# Computer Architecture

Start Lecture #22

## 7.3: Measuring and Improving Cache Performance

Do the following performance example on the board. It would be an appropriate final exam question.

• Assume
• 5% I-cache misses.
• 10% D-cache misses.
• 1/3 of the instructions access data.
• The CPI = 4 if the miss penalty is 0. A 0 miss penalty is not realistic of course.
• What is the CPI if the miss penalty is 12?
• What is the CPI if we upgrade to a double speed cpu+cache, but keep a single speed memory (i.e., a 24 clock miss penalty)?
• How much faster is the double speed machine? It would be double speed if the miss penalty were 0 or if there was a 0% miss rate.

Homework: 7.17, 7.18.

A lower base (i.e. miss-free) CPI makes stalls appear more expensive since waiting a fixed amount of time for the memory corresponds to losing more instructions if the CPI is lower.

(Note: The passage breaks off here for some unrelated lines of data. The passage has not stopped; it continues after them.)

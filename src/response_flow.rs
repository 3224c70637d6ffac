//! Response path: assemble status line and headers into a fixed-capacity
//! buffer, attach the mapped file as a second segment, and push both out with
//! scatter writes that may complete partially.

use std::fmt::{self, Write as _};
use std::io::{self, IoSlice, Write};

use thiserror::Error;

use crate::protocol::HttpCode;
use crate::resource::{MappedFile, Resource};

/// Capacity of the header segment (status line, headers and inline bodies).
pub const WRITE_BUFFER_SIZE: usize = 1024;

const OK_200_TITLE: &str = "OK";
const ERROR_400_TITLE: &str = "Bad Request";
const ERROR_400_FORM: &str =
    "Your request has bad syntax or is inherently impossible to satisfy.\n";
const ERROR_403_TITLE: &str = "Forbidden";
const ERROR_403_FORM: &str = "You do not have permission to get file from this server.\n";
const ERROR_404_TITLE: &str = "Not Found";
const ERROR_404_FORM: &str = "The requested file was not found on this server.\n";
const ERROR_500_TITLE: &str = "Internal Error";
const ERROR_500_FORM: &str = "There was an unusual problem serving the request file.\n";
const EMPTY_FILE_BODY: &str = "<html><body></body></html>";

#[derive(Debug, Error)]
pub enum BuildError {
    #[error("no response for {0:?}")]
    NotRespondable(HttpCode),
    #[error("response header exceeds {WRITE_BUFFER_SIZE} bytes")]
    HeaderOverflow,
}

/// Outcome of one [`Response::write_to`] call.
#[derive(Debug, Clone, Copy, PartialEq, Eq)]
pub enum WriteProgress {
    /// Everything has been sent.
    Done,
    /// The socket would block; wait for writability and call again.
    Pending,
}

/// Status line parts and inline body for every outcome that produces a
/// response.
pub fn status_for(code: HttpCode) -> Option<(u16, &'static str, &'static str)> {
    match code {
        HttpCode::FileRequest => Some((200, OK_200_TITLE, EMPTY_FILE_BODY)),
        HttpCode::BadRequest => Some((400, ERROR_400_TITLE, ERROR_400_FORM)),
        HttpCode::ForbiddenRequest => Some((403, ERROR_403_TITLE, ERROR_403_FORM)),
        HttpCode::NoResource => Some((404, ERROR_404_TITLE, ERROR_404_FORM)),
        HttpCode::InternalError => Some((500, ERROR_500_TITLE, ERROR_500_FORM)),
        HttpCode::NoRequest | HttpCode::GetRequest => None,
    }
}

/// In-flight response. Owns the mapped file segment; dropping the response
/// releases the mapping.
pub struct Response {
    status: u16,
    header: Vec<u8>,
    file: Option<MappedFile>,
    bytes_sent: usize,
}

impl fmt::Debug for Response {
    fn fmt(&self, f: &mut fmt::Formatter<'_>) -> fmt::Result {
        f.debug_struct("Response")
            .field("status", &self.status)
            .field("header_len", &self.header.len())
            .field("file_len", &self.file_len())
            .field("bytes_sent", &self.bytes_sent)
            .finish()
    }
}

struct HeaderBuf<'a>(&'a mut Vec<u8>);

impl fmt::Write for HeaderBuf<'_> {
    fn write_str(&mut self, s: &str) -> fmt::Result {
        // One byte is held back, as the fixed C-string buffer it replaces did.
        if self.0.len() + s.len() >= WRITE_BUFFER_SIZE {
            return Err(fmt::Error);
        }
        self.0.extend_from_slice(s.as_bytes());
        Ok(())
    }
}

impl Response {
    /// Assemble the response for `code`. A `FileRequest` with a mapped body
    /// sends it as a second segment; every other outcome copies its fixed body
    /// into the header buffer.
    pub fn build(
        code: HttpCode,
        keep_alive: bool,
        resource: Option<Resource>,
    ) -> Result<Self, BuildError> {
        let (status, title, inline_body) =
            status_for(code).ok_or(BuildError::NotRespondable(code))?;

        let file = match code {
            HttpCode::FileRequest => resource.and_then(|r| r.body),
            _ => None,
        };
        let (content_length, body) = match &file {
            Some(mapped) => (mapped.len(), ""),
            None => (inline_body.len(), inline_body),
        };

        let mut header = Vec::with_capacity(WRITE_BUFFER_SIZE);
        write!(
            HeaderBuf(&mut header),
            "HTTP/1.1 {status} {title}\r\nContent-Length: {content_length}\r\nConnection: {}\r\n\r\n{body}",
            if keep_alive { "keep-alive" } else { "close" },
        )
        .map_err(|_| BuildError::HeaderOverflow)?;

        Ok(Self {
            status,
            header,
            file,
            bytes_sent: 0,
        })
    }

    pub fn status(&self) -> u16 {
        self.status
    }

    pub fn header_len(&self) -> usize {
        self.header.len()
    }

    pub fn file_len(&self) -> usize {
        self.file.as_ref().map_or(0, MappedFile::len)
    }

    pub fn total_len(&self) -> usize {
        self.header.len() + self.file_len()
    }

    pub fn bytes_sent(&self) -> usize {
        self.bytes_sent
    }

    pub fn remaining(&self) -> usize {
        self.total_len() - self.bytes_sent
    }

    pub fn is_complete(&self) -> bool {
        self.bytes_sent >= self.total_len()
    }

    /// The two scatter-write segments for what is still unsent. Once the header
    /// is flushed its segment is empty and the file segment starts at the
    /// excess.
    pub fn segments(&self) -> [IoSlice<'_>; 2] {
        let file = self.file.as_ref().map_or(&[][..], MappedFile::as_slice);
        let header_len = self.header.len();
        if self.bytes_sent < header_len {
            [IoSlice::new(&self.header[self.bytes_sent..]), IoSlice::new(file)]
        } else {
            [
                IoSlice::new(&[]),
                IoSlice::new(&file[self.bytes_sent - header_len..]),
            ]
        }
    }

    /// Record `n` more bytes as sent.
    pub fn advance(&mut self, n: usize) {
        self.bytes_sent = (self.bytes_sent + n).min(self.total_len());
    }

    /// Write as much as the sink accepts. Returns `Pending` on would-block;
    /// any other error is returned to the caller, which closes the connection.
    pub fn write_to<W: Write>(&mut self, sink: &mut W) -> io::Result<WriteProgress> {
        while !self.is_complete() {
            let written = {
                let segments = self.segments();
                sink.write_vectored(&segments)
            };
            match written {
                Ok(0) => return Err(io::ErrorKind::WriteZero.into()),
                Ok(n) => self.advance(n),
                Err(e) if e.kind() == io::ErrorKind::WouldBlock => {
                    return Ok(WriteProgress::Pending);
                }
                Err(e) if e.kind() == io::ErrorKind::Interrupted => {}
                Err(e) => return Err(e),
            }
        }
        Ok(WriteProgress::Done)
    }
}

#[cfg(test)]
mod tests {
    use super::*;

    /// Accepts at most `chunk` bytes per call and reports would-block on every
    /// other call.
    struct Trickle {
        out: Vec<u8>,
        chunk: usize,
        calls: usize,
        block: bool,
    }

    impl Trickle {
        fn new(chunk: usize, block: bool) -> Self {
            Self {
                out: Vec::new(),
                chunk,
                calls: 0,
                block,
            }
        }
    }

    impl Write for Trickle {
        fn write(&mut self, buf: &[u8]) -> io::Result<usize> {
            self.write_vectored(&[IoSlice::new(buf)])
        }

        fn write_vectored(&mut self, bufs: &[IoSlice<'_>]) -> io::Result<usize> {
            self.calls += 1;
            if self.block && self.calls % 2 == 0 {
                return Err(io::ErrorKind::WouldBlock.into());
            }
            let mut budget = self.chunk;
            let mut n = 0;
            for b in bufs {
                let take = b.len().min(budget);
                self.out.extend_from_slice(&b[..take]);
                budget -= take;
                n += take;
                if budget == 0 {
                    break;
                }
            }
            Ok(n)
        }

        fn flush(&mut self) -> io::Result<()> {
            Ok(())
        }
    }

    fn text(bytes: &[u8]) -> String {
        String::from_utf8_lossy(bytes).into_owned()
    }

    #[test]
    fn not_found_has_fixed_body() {
        let mut resp = Response::build(HttpCode::NoResource, false, None).unwrap();
        let mut sink = Trickle::new(usize::MAX, false);
        assert_eq!(resp.write_to(&mut sink).unwrap(), WriteProgress::Done);
        assert_eq!(
            text(&sink.out),
            format!(
                "HTTP/1.1 404 Not Found\r\nContent-Length: {}\r\nConnection: close\r\n\r\n{}",
                ERROR_404_FORM.len(),
                ERROR_404_FORM
            )
        );
    }

    #[test]
    fn status_mapping() {
        let cases = [
            (HttpCode::BadRequest, 400),
            (HttpCode::ForbiddenRequest, 403),
            (HttpCode::NoResource, 404),
            (HttpCode::InternalError, 500),
            (HttpCode::FileRequest, 200),
        ];
        for (code, status) in cases {
            assert_eq!(Response::build(code, true, None).unwrap().status(), status);
        }
        assert!(matches!(
            Response::build(HttpCode::NoRequest, true, None),
            Err(BuildError::NotRespondable(HttpCode::NoRequest))
        ));
    }

    #[test]
    fn empty_file_gets_blank_page() {
        let resource = Resource { size: 0, body: None };
        let mut resp = Response::build(HttpCode::FileRequest, true, Some(resource)).unwrap();
        let mut sink = Trickle::new(usize::MAX, false);
        resp.write_to(&mut sink).unwrap();
        let out = text(&sink.out);
        assert!(out.starts_with("HTTP/1.1 200 OK\r\nContent-Length: 26\r\nConnection: keep-alive\r\n\r\n"));
        assert!(out.ends_with(EMPTY_FILE_BODY));
    }

    #[test]
    fn segments_track_partial_header_writes() {
        let mut resp = Response::build(HttpCode::InternalError, false, None).unwrap();
        let total = resp.total_len();
        resp.advance(10);
        let [head, file] = resp.segments();
        assert_eq!(head.len(), total - 10);
        assert_eq!(file.len(), 0);
        assert_eq!(resp.remaining(), total - 10);
        resp.advance(usize::MAX / 2);
        assert!(resp.is_complete());
    }

    #[test]
    fn partial_writes_with_would_block_reassemble_exactly() {
        for chunk in [1, 3, 7, 64, 1000] {
            let mut resp = Response::build(HttpCode::ForbiddenRequest, true, None).unwrap();
            let mut sink = Trickle::new(chunk, true);
            let mut rounds = 0;
            while resp.write_to(&mut sink).unwrap() == WriteProgress::Pending {
                rounds += 1;
                assert!(rounds < 10_000);
            }
            let expected = format!(
                "HTTP/1.1 403 Forbidden\r\nContent-Length: {}\r\nConnection: keep-alive\r\n\r\n{}",
                ERROR_403_FORM.len(),
                ERROR_403_FORM
            );
            assert_eq!(text(&sink.out), expected, "chunk {chunk}");
        }
    }

    fn mapped(name: &str, contents: &[u8]) -> Resource {
        let path = std::env::temp_dir().join(format!(
            "tinyserve-resp-{}-{name}",
            std::process::id()
        ));
        std::fs::write(&path, contents).unwrap();
        let file = std::fs::File::open(&path).unwrap();
        let body = MappedFile::map(&file, contents.len()).unwrap();
        std::fs::remove_file(&path).unwrap();
        Resource {
            size: contents.len() as u64,
            body: Some(body),
        }
    }

    #[test]
    fn file_segment_advances_past_header_across_partial_writes() {
        let contents: Vec<u8> = (0..5000u32).map(|i| (i % 251) as u8).collect();
        for chunk in [1, 5, 61, 200, 4096] {
            let resource = mapped(&format!("chunk{chunk}"), &contents);
            let mut resp = Response::build(HttpCode::FileRequest, true, Some(resource)).unwrap();
            let header_len = resp.header_len();
            assert_eq!(resp.file_len(), contents.len());

            let mut sink = Trickle::new(chunk, true);
            let mut rounds = 0;
            while resp.write_to(&mut sink).unwrap() == WriteProgress::Pending {
                rounds += 1;
                assert!(rounds < 100_000);
                let [head, file] = resp.segments();
                let sent = resp.bytes_sent();
                if sent < header_len {
                    assert_eq!(head.len(), header_len - sent);
                    assert_eq!(file.len(), contents.len());
                } else {
                    assert_eq!(head.len(), 0);
                    assert_eq!(&file[..], &contents[sent - header_len..]);
                }
            }

            assert!(resp.is_complete());
            assert_eq!(resp.remaining(), 0);
            let (head, body) = sink.out.split_at(header_len);
            assert_eq!(
                text(head),
                format!(
                    "HTTP/1.1 200 OK\r\nContent-Length: {}\r\nConnection: keep-alive\r\n\r\n",
                    contents.len()
                ),
                "chunk {chunk}"
            );
            assert_eq!(body, &contents[..], "chunk {chunk}");
        }
    }

    #[test]
    fn hard_error_is_propagated() {
        struct Broken;
        impl Write for Broken {
            fn write(&mut self, _: &[u8]) -> io::Result<usize> {
                Err(io::ErrorKind::BrokenPipe.into())
            }
            fn flush(&mut self) -> io::Result<()> {
                Ok(())
            }
        }
        let mut resp = Response::build(HttpCode::NoResource, false, None).unwrap();
        let err = resp.write_to(&mut Broken).unwrap_err();
        assert_eq!(err.kind(), io::ErrorKind::BrokenPipe);
        assert_eq!(resp.bytes_sent(), 0);
    }
}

A faster CPU (i.e., a faster clock) makes stalls appear more expensive since waiting a fixed amount of time for the memory corresponds to more cycles if the clock is faster (and hence more instructions since the base CPI is the same).

Another performance example.

• Assume
1. I-cache miss rate 3%.
2. D-cache miss rate 5%.
3. 40% of instructions reference data.
4. miss penalty of 50 cycles.
5. Base CPI is 2.
• What is the CPI including the misses?
• How much slower is the machine when misses are taken into account?
• Redo the above if the I-miss penalty is reduced to 10 (D-miss still 50)
• With I-miss penalty back to 50, what is performance if CPU (and the caches) are 100 times faster

Remark: Larger caches have longer hit times.

### Reducing Cache Misses by More Flexible Placement of Blocks

#### Improvement: Associative Caches

Consider the following sad story. Jane has a cache that holds 1000 blocks and has a program that only references 4 (memory) blocks, namely 23, 1023, 123023, and 7023. In fact the references occur in order: 23, 1023, 123023, 7023, 23, 1023, 123023, 7023, 23, 1023, 123023, 7023, 23, 1023, 123023, 7023, etc. Referencing only 4 blocks and having room for 1000 in her cache, Jane expected an extremely high hit rate for her program. In fact, the hit rate was zero. She was so sad, she gave up her job as webmistress, went to medical school, and is now a brain surgeon at the mayo clinic in rochester MN.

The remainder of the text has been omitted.